__Records provided__:
········
use std::collections::HashMap;
use chrono::{DateTime, Utc};
use serde::{Deserialize, Serialize};

pub const MAX_LABEL_LENGTH: usize = 40;
pub const MAX_VALUE_LENGTH: usize = 200;

/// Which flavor of records this bot manages. Instances are free-form names,
/// panels are short identifiers that carry stats.
#[derive(Debug, Clone, Copy, PartialEq, Eq, Default, Deserialize)]
#[serde(rename_all = "lowercase")]
pub enum Variant {
    Instance,
    #[default]
    Panel
}

impl Variant {
    pub fn noun(self) -> &'static str {
        match self {
            Variant::Instance => "Instance",
            Variant::Panel => "Panel"
        }
    }

    pub fn collection(self) -> &'static str {
        match self {
            Variant::Instance => "instances",
            Variant::Panel => "panels"
        }
    }

    pub fn has_stats(self) -> bool {
        self == Variant::Panel
    }
}

#[derive(Debug, Clone, PartialEq, Eq, Serialize, Deserialize)]
pub struct Stat {
    pub label: String,
    pub value: String
}

#[derive(Debug, Clone, PartialEq, Serialize, Deserialize)]
pub struct Record {
    pub display: String,
    #[serde(default, skip_serializing_if = "Option::is_none")]
    pub title: Option<String>,
    pub created_by: u64,
    pub created_at: DateTime<Utc>,
    // Stored but never flipped by any command.
    #[serde(default = "default_active")]
    pub active: bool,
    #[serde(default)]
    pub stats: Vec<Stat>
}

fn default_active() -> bool {
    true
}

impl Record {
    pub fn new(display: &str, title: Option<String>, created_by: u64, created_at: DateTime<Utc>) -> Self {
        Record {
            display: display.to_string(),
            title,
            created_by,
            created_at,
            active: true,
            stats: Vec::new()
        }
    }
}

/// Everything stored for one guild under one namespace.
#[derive(Debug, Clone, PartialEq)]
pub struct GuildDocument {
    pub enabled: bool,
    pub records: HashMap<String, Record>
}

impl Default for GuildDocument {
    fn default() -> Self {
        GuildDocument {
            enabled: true,
            records: HashMap::new()
        }
    }
}

#[derive(Debug, Clone, PartialEq, Eq)]
pub enum RecordEdit {
    SetStat { label: String, value: String },
    RemoveStat { label: String }
}

#[derive(Debug, Clone, Copy, PartialEq, Eq)]
pub enum EditOutcome {
    Inserted,
    Updated,
    Removed,
    LabelMissing
}

impl EditOutcome {
    /// Whether the record changed and has to be written back.
    pub fn is_write(self) -> bool {
        self != EditOutcome::LabelMissing
    }
}

impl RecordEdit {
    pub fn apply(&self, record: &mut Record) -> EditOutcome {
        match self {
            RecordEdit::SetStat { label, value } => {
                if let Some(existing) = record.stats.iter_mut().find(|o| &o.label == label) {
                    existing.value = value.clone();
                    EditOutcome::Updated
                } else {
                    record.stats.push(Stat { label: label.clone(), value: value.clone() });
                    EditOutcome::Inserted
                }
            }
            RecordEdit::RemoveStat { label } => {
                match record.stats.iter().position(|o| &o.label == label) {
                    Some(index) => {
                        record.stats.remove(index);
                        EditOutcome::Removed
                    }
                    None => EditOutcome::LabelMissing
                }
            }
        }
    }
}

#[cfg(test)]
mod tests {
    use super::*;

    fn record() -> Record {
        Record::new("hero1", None, 1, Utc::now())
    }

    #[test]
    fn set_stat_keeps_original_position_on_update() {
        let mut record = record();
        RecordEdit::SetStat { label: "HP".into(), value: "10".into() }.apply(&mut record);
        RecordEdit::SetStat { label: "MP".into(), value: "5".into() }.apply(&mut record);
        let outcome = RecordEdit::SetStat { label: "HP".into(), value: "7".into() }.apply(&mut record);

        assert_eq!(outcome, EditOutcome::Updated);
        assert_eq!(record.stats[0], Stat { label: "HP".into(), value: "7".into() });
        assert_eq!(record.stats[1].label, "MP");
    }

    #[test]
    fn remove_missing_label_is_not_a_write() {
        let mut record = record();
        let outcome = RecordEdit::RemoveStat { label: "HP".into() }.apply(&mut record);

        assert_eq!(outcome, EditOutcome::LabelMissing);
        assert!(!outcome.is_write());
    }

    #[test]
    fn record_body_defaults_when_fields_are_missing() {
        let body = r#"{"display":"Bob","created_by":42,"created_at":"2024-05-01T12:00:00Z"}"#;
        let record: Record = serde_json::from_str(body).unwrap();

        assert!(record.active);
        assert!(record.title.is_none());
        assert!(record.stats.is_empty());
    }
}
········
__Assignment__:
Every line of the listing that includes the word "Deserialize" forms the answer.

__Result__:
use serde::{Deserialize, Serialize};
#[derive(Debug, Clone, Copy, PartialEq, Eq, Default, Deserialize)]
#[derive(Debug, Clone, PartialEq, Eq, Serialize, Deserialize)]
#[derive(Debug, Clone, PartialEq, Serialize, Deserialize)]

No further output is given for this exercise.